The remains of these buildings still stand in the Fort, although none of them are intact, with roofs long since deteroriated.

- Rough Stone Dwelling House
- Governor's Quarters
- Storehouse
- Men's Quarters and Barracks
- Stonemason's Workshop
- Cooper and Carpenter Workshops
- Tailor's Room
- Blacksmith Shop

The courtyard is intact and all other exposed areas covered by grass.

===Cape Merry Battery===
Opposite the fort across the mouth of the Churchill River is Cape Merry Battery. The battery was named for former HBC Deputy Governor (1712–1718) Captain John Merry (1656–1729). The fixed battery was built three times. The first was built sometime after 1718 and featured a wall protected by cannon(s) and powder magazine. Only remaining parts are the ruins of the door of the magazine and parts of the wall. A second battery was built in 1747 further south and away from the river due to concerns that the first battery could be used to attack the fort. A third was rebuilt in 1959-1960 from second as a restoration process. The battery today has a single cannon.

==Restoration==
After the construction of the Hudson Bay Railway to Churchill was completed in 1929, railway labour and railway construction equipment was used to restore the fort. Restoration work was also performed in the late 1950s.

Archaeological investigations at and around the fort began in 1958.

Since 2005, Parks Canada archaeologists have been working in and around the fort in conjunction with a large-scale wall stabilization work and a fort interpretation program.

==Legacy==
In 1920, the site was designated a National Historic Site.
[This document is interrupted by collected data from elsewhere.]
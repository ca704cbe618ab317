use crate::constants::{CPU_CYCLES_PER_TIMER_TICK, STACK_DEPTH};

/// Which register the shift instructions (8XY6, 8XYE) read from.
#[derive(Copy, Clone, Debug, Default, PartialEq, Eq)]
pub enum ShiftQuirk {
    /// Shift Vy and store the result in Vx; VF takes the bit shifted out of Vy
    Legacy,
    /// Shift Vx in place; VF takes the bit shifted out of Vx
    #[default]
    Modern,
}

/// What drives the 60Hz delay and sound timers.
#[derive(Copy, Clone, Debug, PartialEq, Eq)]
pub enum TimerSource {
    /// One tick every `per_tick` executed cycles.
    /// Only approximates 60Hz when the host paces cycles at `per_tick * 60` per second.
    Cycles { per_tick: u32 },
    /// One tick per 1/60s of wall-clock time reported by the host through `Machine::elapse`
    RealTime,
}

impl TimerSource {
    pub fn legacy() -> Self {
        TimerSource::Cycles {
            per_tick: CPU_CYCLES_PER_TIMER_TICK,
        }
    }
}

impl Default for TimerSource {
    fn default() -> Self {
        TimerSource::RealTime
    }
}

/// Behavior fixed at the time a machine is constructed
#[derive(Copy, Clone, Debug, PartialEq, Eq)]
pub struct Config {
    pub shift: ShiftQuirk,
    pub timer: TimerSource,
    /// Subroutine calls nested deeper than this fault the machine
    pub stack_depth: usize,
    /// Seed for CXNN; `None` draws one from the OS
    pub seed: Option<u64>,
}

impl Default for Config {
    fn default() -> Self {
        Config {
            shift: ShiftQuirk::default(),
            timer: TimerSource::default(),
            stack_depth: STACK_DEPTH,
            seed: None,
        }
    }
}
A series of journals written by explorer Samuel Hearne on a journey from Prince of Wales Fort in Hudson's Bay to the Northern Ocean was published by the Champlain Society in 1911.

Charles Tuttle's 1885 book Our North Land describes the fort at that time.

On 28 June 1985, Canada Post issued 'Fort Prince of Wales, Man.', one of the 20 stamps in the "Forts Across Canada Series".

The fort is the subject of one of the National Film Board's Canada Vignettes.